Collecting ducts carcinoma (CDC) represents a rare (approximately 1% of renal tumours) albeit highly aggressive malignant epithelial tumour arising from the principal cells of the distal segment of the collecting ducts of Bellini in the renal medulla [14, 15]. Due to the rarity of CDC and complexity in diagnostic criteria, affected patients usually present in advanced (bad) clinical conditions due to symptomatic disease with synchronous metastases and a dismal prognosis with a median OS of 11 months (even after a doublet chemotherapy with platinum salt plus gemcitabine) [15]. Self-explanatorily, this rare renal malignancy is biologically poorly characterised and largely underrepresented in prospective randomised trials.

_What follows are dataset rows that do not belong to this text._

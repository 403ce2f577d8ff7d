//! Governance — the discipline layer over signal emission.
//!
//! Denies new signals on the daily cap, an active lockout, or the time
//! cutoff. Tracks consecutive full stop-outs and cumulative session R to
//! trigger lockouts. All counters reset at the session boundary; the audit
//! event log survives.

use crate::config::GovernanceConfig;
use chrono::{DateTime, NaiveDate, NaiveTime, Utc};
use serde::{Deserialize, Serialize};
use tracing::{info, warn};

#[derive(Debug, Clone, Copy, PartialEq, Eq, Serialize, Deserialize)]
#[serde(rename_all = "snake_case")]
pub enum LockoutReason {
    LossStreak,
    DailyLoss,
}

impl LockoutReason {
    pub fn label(self) -> &'static str {
        match self {
            LockoutReason::LossStreak => "loss_streak",
            LockoutReason::DailyLoss => "daily_loss",
        }
    }
}

/// Why an emission was denied. Not an error; surfaced in diagnostics.
#[derive(Debug, Clone, Copy, PartialEq, Eq, Serialize, Deserialize)]
#[serde(rename_all = "snake_case")]
pub enum SuppressReason {
    DailyCap,
    Lockout,
    TimeCutoff,
}

#[derive(Debug, Clone, PartialEq, Serialize, Deserialize)]
#[serde(rename_all = "snake_case", tag = "kind")]
pub enum GovernanceEventKind {
    LockoutActivated { reason: LockoutReason },
    SignalSuppressed { reason: SuppressReason },
    SessionRolled,
}

#[derive(Debug, Clone, PartialEq, Serialize, Deserialize)]
pub struct GovernanceEvent {
    pub ts: DateTime<Utc>,
    #[serde(flatten)]
    pub kind: GovernanceEventKind,
}

#[derive(Debug, Clone, Default, PartialEq, Serialize, Deserialize)]
pub struct GovernanceState {
    pub session_date: Option<NaiveDate>,
    pub signals_today: u32,
    pub consecutive_full_stops: u32,
    pub lockout: Option<LockoutReason>,
    pub session_realized_r: f64,
}

#[derive(Debug, Clone)]
pub struct Governance {
    config: GovernanceConfig,
    state: GovernanceState,
    events: Vec<GovernanceEvent>,
}

impl Governance {
    pub fn new(config: GovernanceConfig) -> Self {
        Self {
            config,
            state: GovernanceState::default(),
            events: Vec::new(),
        }
    }

    pub fn state(&self) -> &GovernanceState {
        &self.state
    }

    pub fn events(&self) -> &[GovernanceEvent] {
        &self.events
    }

    pub fn take_events(self) -> Vec<GovernanceEvent> {
        self.events
    }

    pub fn lockout_active(&self) -> bool {
        self.state.lockout.is_some()
    }

    /// Would a new signal be allowed right now? Pure check.
    ///
    /// `local_time` is the bar's exchange-local clock time (for the cutoff).
    pub fn allows(&self, local_time: NaiveTime) -> Option<SuppressReason> {
        if self.state.signals_today >= self.config.max_signals_per_day {
            return Some(SuppressReason::DailyCap);
        }
        if self.lockout_active() {
            return Some(SuppressReason::Lockout);
        }
        if let Some(cutoff) = self.config.time_cutoff {
            if local_time >= cutoff {
                return Some(SuppressReason::TimeCutoff);
            }
        }
        None
    }

    /// Record a denial that blocked an otherwise-firing signal.
    pub fn record_suppression(&mut self, ts: DateTime<Utc>, reason: SuppressReason) {
        warn!(?reason, "signal suppressed by governance");
        self.events.push(GovernanceEvent {
            ts,
            kind: GovernanceEventKind::SignalSuppressed { reason },
        });
    }

    pub fn register_signal(&mut self) {
        self.state.signals_today += 1;
    }

    /// Fold a closed trade into the discipline counters.
    ///
    /// A full stop-out (reason `stop`, no partials) extends the loss streak;
    /// any partial fill or non-stop exit resets it.
    pub fn register_close(&mut self, ts: DateTime<Utc>, full_stop: bool, realized_r: f64) {
        self.state.session_realized_r += realized_r;

        if full_stop {
            self.state.consecutive_full_stops += 1;
            if self.state.consecutive_full_stops >= self.config.lockout_after_losses
                && self.state.lockout.is_none()
            {
                self.activate_lockout(ts, LockoutReason::LossStreak);
            }
        } else {
            self.state.consecutive_full_stops = 0;
        }

        if let Some(cap) = self.config.max_daily_loss_r {
            if self.state.session_realized_r <= -cap && self.state.lockout.is_none() {
                self.activate_lockout(ts, LockoutReason::DailyLoss);
            }
        }
    }

    fn activate_lockout(&mut self, ts: DateTime<Utc>, reason: LockoutReason) {
        info!(reason = reason.label(), "lockout activated");
        self.state.lockout = Some(reason);
        self.events.push(GovernanceEvent {
            ts,
            kind: GovernanceEventKind::LockoutActivated { reason },
        });
    }

    /// Reset counters for a new session date. The event log is not touched.
    pub fn roll_session(&mut self, ts: DateTime<Utc>, date: NaiveDate) {
        if self.state.session_date == Some(date) {
            return;
        }
        self.state = GovernanceState {
            session_date: Some(date),
            ..GovernanceState::default()
        };
        self.events.push(GovernanceEvent {
            ts,
            kind: GovernanceEventKind::SessionRolled,
        });
    }
}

BONSAI represents a prospective, monocentric, phase II trial that tested cabozantinib (cabo) 60 mg in treatment-naïve metastatic CDC patients. Primary endpoint was ORR per RECIST v1.1. Secondary endpoints included PFS, OS, and safety profile. Exploratory objectives were to identify somatic mutations by targeted DNA sequencing and to define molecular subtypes by RNA sequencing. From 01/2018 to 11/2020, 25 patients were enrolled, of whom 23 started treatment; median age was 66 years, 19 patients were male; the most common metastatic sites were lymph nodes and bones, followed by lung and liver; median follow-up was 8 months, ORR was 35% (1 complete response [CR] and 7 partial responses [PR]); median PFS was 6 months; all patients reported at least one grade 1–2 AE: the most common were fatigue (43%), hypothyroidism (28%), stomatitis (28%), anorexia (26%), hand–foot syndrome (13%), hypertension (17%), and diarrhoea (13%). Five patients reported G3 AEs (2 × thromboembolic events, 2 × arterial hypertension, 1 × fatigue), while no G4–5 AEs were reported; 17% of patients required a dose reduction. DNA sequencing was successful in 21 (91%) patients, whereby all tumours were microsatellite stable and no association between tumour mutational burden and response to cabo was observed. Non-responders were frequently mutated in chromatin remodelling, transcriptional regulation and (Wingless and Int-1)-WNT pathways. BONSAI clearly met its primary endpoint showing promising efficacy and acceptable tolerability of cabo in metastatic CDC patients (Fig. 2; Table 1). Thus, this important study is able to provide a contemporary treatment guidance in the rare but complex field of advanced CDC, where current available treatment options and results from prospective trials are limited.

Fig. 2
figure 2

Summary of tumour response in the BONSAI (Meeturo 2) trial. a Summary of tumor response; b Kaplan–Meier estimates of progression-free survival (PFS). ORR objective response rate; CR complete response; PR partial response; SD stable disease; PD progressive disease, NA not available. Presented at: European Society for Medical Oncology (ESMO) Congress 2021; September 16–20, 2021. With kind permission from Dr. Guiseppe Procopio

Table 1 Baseline characteristics of patients

Take-home message

  • Long-term clinical benefit with nivolumab + ipilimumab in advanced/metastatic clear cell renal cell carcinoma.

  • KEYNOTE-564 represents the first positive phase III study of adjuvant immunotherapy in renal cell carcinoma.